Rapha は、ロンドン西部 Chelsea にある ICR 研究所を訪れ、Christine、Rachael Natrajan 博士、Victoria Sanz-Moreno 教授と面会し、One More City が支援する研究について詳しく知ることができました。
Natrajan 博士は、自身の母親が乳がんと闘った経験に駆り立てられ、2024 年の「One More City」に参加しました。彼女は ICR の機能ゲノミクス研究室を率いており、同研究室は侵攻性の強い乳がんにおける、遺伝学と微小環境変化の相互作用に焦点を当てています。One More City の資金援助を受けた最初の博士課程学生は、現在 Natrajan 博士の研究チームで働いています。彼らは、患者由来の細胞とプロファイリング技術を用いて腫瘍を研究し、耐性を早期に発見する方法を見出し、新たな治療計画を立案しています。
Natrajan 博士は Christine 自身を「驚異的なインスピレーション」と評しています。「ライド中に痛みに耐えきれず一瞬諦めそうになった時、私は彼女が経験してきたこと、今もなお耐え続けていることを思い出しました。そしてそれが私を奮い立たせたのです。彼女は本当に驚くべき人物なのです。」 One More City のコミュニティにおいて、彼女はこの取り組みとその目的との間の重要な架け橋となってきました。

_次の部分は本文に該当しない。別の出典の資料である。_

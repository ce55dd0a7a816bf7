//! # Per-Key Fan-out Joiner
//!
//! Keeps one value stream open per member key and recombines the latest value
//! of every member with its latest location.
//!
//! ## Incremental fan-out
//!
//! Each membership snapshot is diffed against the current member set:
//! - added keys get a fresh value stream from the opener
//! - removed keys have their stream dropped (cancelled) and their value
//!   discarded before any value stream is polled again
//! - kept keys keep their stream untouched
//!
//! ## Emission
//!
//! A composite snapshot is emitted for every membership snapshot (including
//! an empty one) and for every value yielded by any open value stream.
//!
//! ## Failure
//!
//! The first error from membership or any value stream is yielded once,
//! every open stream is dropped, and the composite stream ends. A value
//! stream that ends while its key is still a member counts as a failure of
//! that key's value source.

use futures::stream::{self, BoxStream};
use futures::{future, Stream, StreamExt};
use geoflow_core::reactive::KeySetDiff;
use geoflow_core::{CompositeEntry, CompositeSnapshot, Key, MembershipSnapshot, SourceError};
use std::collections::BTreeMap;
use std::pin::Pin;
use std::task::{Context, Poll};
use tokio_stream::StreamMap;

/// One value stream item, or `None` once the stream has ended.
type ValueUpdate<V> = Option<Result<V, SourceError>>;

type ValueOpener<V> = Box<dyn FnMut(&Key) -> BoxStream<'static, ValueUpdate<V>> + Send>;

/// Join `membership` with one value stream per member, opened by `open_value`.
///
/// `open_value` is called exactly once per key entry; a key that exits and
/// later re-enters gets a new stream.
pub fn join<M, V, F, VS>(membership: M, mut open_value: F) -> CompositeStream<V>
where
    M: Stream<Item = Result<MembershipSnapshot, SourceError>> + Send + 'static,
    V: Clone + Send + 'static,
    F: FnMut(&Key) -> VS + Send + 'static,
    VS: Stream<Item = Result<V, SourceError>> + Send + 'static,
{
    CompositeStream {
        membership: Some(membership.boxed()),
        open_value: Box::new(move |key| {
            open_value(key)
                .map(Some)
                .chain(stream::once(future::ready(None)))
                .boxed()
        }),
        values: StreamMap::new(),
        members: BTreeMap::new(),
        trace_snapshots: false,
    }
}

/// Stream of [`CompositeSnapshot`]s produced by [`join`].
pub struct CompositeStream<V> {
    membership: Option<BoxStream<'static, Result<MembershipSnapshot, SourceError>>>,
    open_value: ValueOpener<V>,
    values: StreamMap<Key, BoxStream<'static, ValueUpdate<V>>>,
    members: BTreeMap<Key, CompositeEntry<V>>,
    trace_snapshots: bool,
}

// No field is structurally pinned.
impl<V> Unpin for CompositeStream<V> {}

impl<V: Clone + Send + 'static> CompositeStream<V> {
    /// Log every emitted composite snapshot at `trace` level.
    pub fn trace_snapshots(mut self, enabled: bool) -> Self {
        self.trace_snapshots = enabled;
        self
    }

    /// Number of value streams currently open.
    pub fn open_value_streams(&self) -> usize {
        self.values.len()
    }

    fn apply_membership(&mut self, snapshot: MembershipSnapshot) {
        let next: BTreeMap<Key, _> = snapshot
            .into_inner()
            .into_iter()
            .filter(|(key, _)| {
                if key.is_blank() {
                    tracing::debug!(key = ?key.as_str(), "skipping blank member key");
                }
                !key.is_blank()
            })
            .collect();

        let diff = KeySetDiff::between(self.members.keys(), next.keys());

        // Removal drops the stream, which releases its source subscription.
        for key in &diff.removed {
            self.values.remove(key);
            self.members.remove(key);
        }
        for key in &diff.added {
            let stream = (self.open_value)(key);
            self.values.insert(key.clone(), stream);
        }

        for (key, location) in next {
            self.members
                .entry(key)
                .and_modify(|entry| entry.location = location)
                .or_insert_with(|| CompositeEntry::new(location, None));
        }

        if !diff.is_unchanged() {
            tracing::debug!(
                added = diff.added.len(),
                kept = diff.kept.len(),
                removed = diff.removed.len(),
                open = self.values.len(),
                "member set changed"
            );
        }
    }

    fn apply_value(&mut self, key: Key, value: V) {
        match self.members.get_mut(&key) {
            Some(entry) => entry.secondary = Some(value),
            None => tracing::warn!(%key, "value for a key that is not a member"),
        }
    }

    fn snapshot(&self) -> CompositeSnapshot<V> {
        let snapshot = CompositeSnapshot::new(self.members.clone());
        if self.trace_snapshots {
            tracing::trace!(members = snapshot.len(), "composite snapshot");
        }
        snapshot
    }

    fn shutdown(&mut self) {
        self.membership = None;
        self.values = StreamMap::new();
        self.members.clear();
    }
}

impl<V: Clone + Send + 'static> Stream for CompositeStream<V> {
    type Item = Result<CompositeSnapshot<V>, SourceError>;

    fn poll_next(mut self: Pin<&mut Self>, cx: &mut Context<'_>) -> Poll<Option<Self::Item>> {
        let this = &mut *self;

        let Some(membership) = this.membership.as_mut() else {
            return Poll::Ready(None);
        };

        // Membership first: removals must take effect before stale values are polled.
        match membership.poll_next_unpin(cx) {
            Poll::Ready(Some(Ok(snapshot))) => {
                this.apply_membership(snapshot);
                return Poll::Ready(Some(Ok(this.snapshot())));
            }
            Poll::Ready(Some(Err(error))) => {
                tracing::warn!(%error, "membership failed, closing join");
                this.shutdown();
                return Poll::Ready(Some(Err(error)));
            }
            Poll::Ready(None) => {
                tracing::debug!("membership ended, closing join");
                this.shutdown();
                return Poll::Ready(None);
            }
            Poll::Pending => {}
        }

        match this.values.poll_next_unpin(cx) {
            Poll::Ready(Some((key, Some(Ok(value))))) => {
                this.apply_value(key, value);
                Poll::Ready(Some(Ok(this.snapshot())))
            }
            Poll::Ready(Some((key, Some(Err(error))))) => {
                tracing::warn!(%key, %error, "member value failed, closing join");
                this.shutdown();
                Poll::Ready(Some(Err(error)))
            }
            // Removed keys are dropped before polling, so the key is still a member.
            Poll::Ready(Some((key, None))) => {
                tracing::warn!(%key, "member value stream ended, closing join");
                this.shutdown();
                Poll::Ready(Some(Err(SourceError::value(
                    key.as_str(),
                    "value stream ended while the key was a member",
                ))))
            }
            // No open value streams; membership has registered the waker.
            Poll::Ready(None) | Poll::Pending => Poll::Pending,
        }
    }
}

「資金調達の目的を考え、素晴らしい仲間に囲まれていることも、非常に大きなモチベーションになります。彼らは皆同じ目的で自転車を走らせていて、この壮大な目的に身を捧げるコミュニティでもあります。私は彼らに科学的な説明をし、資金調達の意義を伝えることができて嬉しかったです。皆、医療の力と ICR の活動に心から感銘を受けていました。」


今年のコレクションを語るにあたって、重要な役割を果たした人物が、Victoria Sanz-Moreno 教授でした。現在、彼女の研究室では OMC の資金援助を受けた博士課程学生 1 名が研究に従事しており、今年の資金によりさらに臨床研究フェロー 1 名がチームに加わる予定です。
乳がんは、転移と呼ばれる過程で乳房を超えて体の他の部位に広がることで、生命を脅かす病気となります。がん細胞がどのようにして原発腫瘍から脱出し、他の部位へ移動するのかを正確に理解することは、がん研究における最大の課題のひとつです。

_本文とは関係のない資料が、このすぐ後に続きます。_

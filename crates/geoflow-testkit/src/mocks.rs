//! In-memory sources
//!
//! Both mocks deliver synchronously on the calling thread to every active
//! listener, and count subscribe/unsubscribe calls so tests can check that
//! streams release what they open. Listeners are invoked outside the
//! registry lock.
//!
//! [`MockValueSource`] serializes every delivery, including the replay of the
//! current value on subscribe, so a listener sees values in the order they
//! were set even when tests push from other threads.

use geoflow_core::{
    Key, Location, MembershipEvent, MembershipListener, MembershipSource, SourceError,
    SourceHandle, ValueAddress, ValueListener, ValueSource,
};
use parking_lot::{Mutex, ReentrantMutex};
use std::collections::{BTreeMap, HashMap};
use std::sync::Arc;

#[derive(Default)]
struct MembershipRegistry {
    listeners: BTreeMap<u64, MembershipListener>,
    next_id: u64,
    subscribes: usize,
    unsubscribes: usize,
    refusal: Option<SourceError>,
}

/// Membership source driven by test code.
#[derive(Clone, Default)]
pub struct MockMembershipSource {
    registry: Arc<Mutex<MembershipRegistry>>,
}

impl MockMembershipSource {
    /// Source with no listeners.
    pub fn new() -> Self {
        Self::default()
    }

    /// Deliver `event` to every active listener.
    pub fn emit(&self, event: MembershipEvent) {
        let listeners: Vec<_> = self.registry.lock().listeners.values().cloned().collect();
        for listener in listeners {
            listener.send(event.clone());
        }
    }

    /// `key` entered at `location`.
    pub fn enter(&self, key: impl Into<Key>, location: Location) {
        self.emit(MembershipEvent::KeyEntered {
            key: key.into(),
            location,
        });
    }

    /// `key` left the region.
    pub fn exit(&self, key: impl Into<Key>) {
        self.emit(MembershipEvent::KeyExited { key: key.into() });
    }

    /// `key` moved to `location`.
    pub fn moved(&self, key: impl Into<Key>, location: Location) {
        self.emit(MembershipEvent::KeyMoved {
            key: key.into(),
            location,
        });
    }

    /// Initial load finished.
    pub fn ready(&self) {
        self.emit(MembershipEvent::Ready);
    }

    /// Report a membership failure to every listener.
    pub fn fail(&self, message: &str) {
        self.emit(MembershipEvent::Error(SourceError::membership(message)));
    }

    /// Make later `subscribe` calls fail with `message`.
    pub fn refuse(&self, message: &str) {
        self.registry.lock().refusal = Some(SourceError::membership(message));
    }

    /// Successful subscriptions so far.
    pub fn subscribe_count(&self) -> usize {
        self.registry.lock().subscribes
    }

    /// Released subscriptions so far.
    pub fn unsubscribe_count(&self) -> usize {
        self.registry.lock().unsubscribes
    }

    /// Subscriptions currently registered.
    pub fn active_count(&self) -> usize {
        self.registry.lock().listeners.len()
    }
}

impl MembershipSource for MockMembershipSource {
    fn subscribe(&self, listener: MembershipListener) -> Result<SourceHandle, SourceError> {
        let mut registry = self.registry.lock();
        if let Some(refusal) = &registry.refusal {
            return Err(refusal.clone());
        }
        let id = registry.next_id;
        registry.next_id += 1;
        registry.subscribes += 1;
        registry.listeners.insert(id, listener);

        let shared = self.registry.clone();
        Ok(SourceHandle::new(move || {
            let mut registry = shared.lock();
            if registry.listeners.remove(&id).is_some() {
                registry.unsubscribes += 1;
            }
        }))
    }
}

struct AddressState<V> {
    current: Option<V>,
    listeners: BTreeMap<u64, ValueListener<V>>,
    subscribes: usize,
    unsubscribes: usize,
    refusal: Option<SourceError>,
}

impl<V> Default for AddressState<V> {
    fn default() -> Self {
        Self {
            current: None,
            listeners: BTreeMap::new(),
            subscribes: 0,
            unsubscribes: 0,
            refusal: None,
        }
    }
}

struct ValueRegistry<V> {
    addresses: HashMap<String, AddressState<V>>,
    next_id: u64,
}

/// Value source keyed by address, with database semantics: a new listener
/// receives the current value immediately if one is set.
pub struct MockValueSource<V> {
    registry: Arc<Mutex<ValueRegistry<V>>>,
    // Held across store-and-deliver; reentrant so a listener may push back.
    delivery: Arc<ReentrantMutex<()>>,
}

impl<V> Clone for MockValueSource<V> {
    fn clone(&self) -> Self {
        Self {
            registry: self.registry.clone(),
            delivery: self.delivery.clone(),
        }
    }
}

impl<V: Clone + Send + 'static> Default for MockValueSource<V> {
    fn default() -> Self {
        Self::new()
    }
}

impl<V: Clone + Send + 'static> MockValueSource<V> {
    /// Source with no values.
    pub fn new() -> Self {
        Self {
            registry: Arc::new(Mutex::new(ValueRegistry {
                addresses: HashMap::new(),
                next_id: 0,
            })),
            delivery: Arc::new(ReentrantMutex::new(())),
        }
    }

    /// Store `value` at `address` and deliver it to active listeners.
    pub fn set_current(&self, address: &str, value: V) {
        let _delivery = self.delivery.lock();
        let listeners = {
            let mut registry = self.registry.lock();
            let state = registry.addresses.entry(address.to_owned()).or_default();
            state.current = Some(value.clone());
            state.listeners.values().cloned().collect::<Vec<_>>()
        };
        for listener in listeners {
            listener.on_value(value.clone());
        }
    }

    /// Report a failure at `address` to its active listeners.
    pub fn fail(&self, address: &str, message: &str) {
        let _delivery = self.delivery.lock();
        for listener in self.listeners(address) {
            listener.on_error(SourceError::value(address, message));
        }
    }

    /// Make later `subscribe` calls for `address` fail with `message`.
    pub fn refuse(&self, address: &str, message: &str) {
        let mut registry = self.registry.lock();
        registry.addresses.entry(address.to_owned()).or_default().refusal =
            Some(SourceError::value(address, message));
    }

    /// Successful subscriptions to `address` so far.
    pub fn subscribe_count(&self, address: &str) -> usize {
        self.with_state(address, |state| state.subscribes)
    }

    /// Released subscriptions to `address` so far.
    pub fn unsubscribe_count(&self, address: &str) -> usize {
        self.with_state(address, |state| state.unsubscribes)
    }

    /// Subscriptions to `address` currently registered.
    pub fn active_count(&self, address: &str) -> usize {
        self.with_state(address, |state| state.listeners.len())
    }

    /// Subscriptions currently registered across all addresses.
    pub fn total_active(&self) -> usize {
        self.registry
            .lock()
            .addresses
            .values()
            .map(|state| state.listeners.len())
            .sum()
    }

    fn listeners(&self, address: &str) -> Vec<ValueListener<V>> {
        self.with_state(address, |state| state.listeners.values().cloned().collect())
    }

    fn with_state<R: Default>(&self, address: &str, f: impl FnOnce(&AddressState<V>) -> R) -> R {
        self.registry.lock().addresses.get(address).map(f).unwrap_or_default()
    }
}

impl<V: Clone + Send + 'static> ValueSource for MockValueSource<V> {
    type Value = V;

    fn subscribe(
        &self,
        address: &ValueAddress,
        listener: ValueListener<V>,
    ) -> Result<SourceHandle, SourceError> {
        let delivery = self.delivery.lock();
        let (id, current) = {
            let mut registry = self.registry.lock();
            let id = registry.next_id;
            registry.next_id += 1;
            let state = registry.addresses.entry(address.as_str().to_owned()).or_default();
            if let Some(refusal) = &state.refusal {
                return Err(refusal.clone());
            }
            state.subscribes += 1;
            state.listeners.insert(id, listener.clone());
            (id, state.current.clone())
        };

        if let Some(value) = current {
            listener.on_value(value);
        }
        drop(delivery);

        let shared = self.registry.clone();
        let address = address.as_str().to_owned();
        Ok(SourceHandle::new(move || {
            let mut registry = shared.lock();
            if let Some(state) = registry.addresses.get_mut(&address) {
                if state.listeners.remove(&id).is_some() {
                    state.unsubscribes += 1;
                }
            }
        }))
    }
}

Sanz-Moreno 教授の研究室はまさにこの分野に取り組んでいます。彼女のチームは、転移性がん細胞が抗がん治療を回避しながら、その微小環境とどのように相互作用するかを解明しようとしています。究極の目標は、抗転移療法を見出すことです。彼女の重要な研究が、今年のジャージ デザインのインスピレーションとなっています。

デザインについて
Rapha のデザイナー、Santi Roig Dinarès は、今年の「One More City」ジャージのデザインを決定するため、Sanz-Moreno 教授のチームと時間を共に過ごし、細胞外マトリックスと細胞骨格の顕微鏡画像をより詳しく見せてもらいました。これらの構造を可視化するためには、蛍光色素を用いてコラーゲンなどのタンパク質を染色します。これにより、がん細胞が利用する異化経路が鮮明に見えるようになります。花柄モチーフといっしょにジャージに施されたカラフルな線絵は、このイメージからインスピレーションを得ました。これが「One More City」の回復力と再生を象徴するデザイン テーマです。

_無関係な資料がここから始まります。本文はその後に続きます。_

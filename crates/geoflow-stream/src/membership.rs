//! # Membership Aggregator
//!
//! Adapts a push-based [`MembershipSource`] into a stream of
//! [`MembershipSnapshot`]s.
//!
//! ## Serialization
//!
//! Source callbacks may arrive on any thread. They only enqueue the event into
//! an unbounded single-consumer channel; the map is mutated exclusively inside
//! `poll_next`, so applying an event and deciding whether to emit is atomic.
//!
//! ## Emission
//!
//! Events before `Ready` are applied silently. `Ready` and every later event
//! each yield one full snapshot. An `Error` event yields the error once and
//! ends the stream.

use futures::Stream;
use geoflow_core::reactive::MembershipState;
use geoflow_core::{
    GeoflowConfig, MembershipEvent, MembershipListener, MembershipSnapshot, MembershipSource,
    SourceError, SourceHandle,
};
use std::pin::Pin;
use std::sync::Arc;
use std::task::{Context, Poll};
use tokio::sync::mpsc;

/// Entry point for membership snapshots over one source.
///
/// Every call to [`observe`](Self::observe) creates an independent
/// subscription with its own map.
pub struct MembershipAggregator<S> {
    source: Arc<S>,
    trace_snapshots: bool,
}

impl<S> Clone for MembershipAggregator<S> {
    fn clone(&self) -> Self {
        Self {
            source: self.source.clone(),
            trace_snapshots: self.trace_snapshots,
        }
    }
}

impl<S: MembershipSource> MembershipAggregator<S> {
    /// Aggregator over `source`.
    pub fn new(source: Arc<S>) -> Self {
        Self {
            source,
            trace_snapshots: false,
        }
    }

    /// Aggregator over `source` honoring `config`.
    pub fn with_config(source: Arc<S>, config: &GeoflowConfig) -> Self {
        Self {
            source,
            trace_snapshots: config.trace_snapshots,
        }
    }

    /// Lazy stream of snapshots. The source is subscribed on first poll and
    /// released when the stream is dropped.
    pub fn observe(&self) -> MembershipStream<S> {
        MembershipStream {
            source: self.source.clone(),
            state: MembershipState::new(),
            phase: Phase::Idle,
            trace_snapshots: self.trace_snapshots,
        }
    }
}

enum Phase {
    Idle,
    Subscribed {
        handle: SourceHandle,
        events: mpsc::UnboundedReceiver<MembershipEvent>,
    },
    Failed(SourceError),
    Closed,
}

/// Stream of membership snapshots for one subscription.
pub struct MembershipStream<S: MembershipSource> {
    source: Arc<S>,
    state: MembershipState,
    phase: Phase,
    trace_snapshots: bool,
}

impl<S: MembershipSource> MembershipStream<S> {
    /// Whether the source has signalled the end of initial load.
    pub fn is_ready(&self) -> bool {
        self.state.is_ready()
    }

    fn subscribe(&mut self) {
        let (tx, rx) = mpsc::unbounded_channel();
        let listener = MembershipListener::new(move |event| {
            // Fails only after the stream is dropped; late events are discarded.
            let _ = tx.send(event);
        });

        self.phase = match self.source.subscribe(listener) {
            Ok(handle) => {
                tracing::debug!("membership subscription opened");
                Phase::Subscribed { handle, events: rx }
            }
            Err(error) => {
                tracing::warn!(%error, "membership subscription refused");
                Phase::Failed(error)
            }
        };
    }

    fn close(&mut self) {
        if let Phase::Subscribed { mut handle, .. } =
            std::mem::replace(&mut self.phase, Phase::Closed)
        {
            handle.unsubscribe();
            tracing::debug!(members = self.state.len(), "membership subscription released");
        }
    }
}

impl<S: MembershipSource> Stream for MembershipStream<S> {
    type Item = Result<MembershipSnapshot, SourceError>;

    fn poll_next(mut self: Pin<&mut Self>, cx: &mut Context<'_>) -> Poll<Option<Self::Item>> {
        let this = &mut *self;

        if matches!(this.phase, Phase::Idle) {
            this.subscribe();
        }

        loop {
            let event = match &mut this.phase {
                Phase::Idle | Phase::Closed => return Poll::Ready(None),
                Phase::Failed(_) => {
                    let Phase::Failed(error) = std::mem::replace(&mut this.phase, Phase::Closed)
                    else {
                        return Poll::Ready(None);
                    };
                    return Poll::Ready(Some(Err(error)));
                }
                Phase::Subscribed { events, .. } => match events.poll_recv(cx) {
                    Poll::Pending => return Poll::Pending,
                    Poll::Ready(None) => {
                        tracing::debug!("membership source closed its listener");
                        this.close();
                        return Poll::Ready(None);
                    }
                    Poll::Ready(Some(event)) => event,
                },
            };

            match this.state.apply(event) {
                Ok(Some(snapshot)) => {
                    if this.trace_snapshots {
                        tracing::trace!(members = snapshot.len(), ?snapshot, "membership snapshot");
                    }
                    return Poll::Ready(Some(Ok(snapshot)));
                }
                Ok(None) => continue,
                Err(error) => {
                    tracing::warn!(%error, "membership source failed");
                    this.close();
                    return Poll::Ready(Some(Err(error)));
                }
            }
        }
    }
}

impl<S: MembershipSource> Drop for MembershipStream<S> {
    fn drop(&mut self) {
        self.close();
    }
}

「すべての OMC デザインは花をモチーフにしたテーマを継承しています。昨年はがん細胞のイメージから花柄をデザインしたため、今年はそれをを反転させ、花を細胞のようなモチーフに変えてみました。私たちは対称性と動きの両方を捉えたかったのです。顕微鏡下で見るような色彩を想起させ、連続性と勢い、そして途切れることのない旅路を連想させるものとなっています。」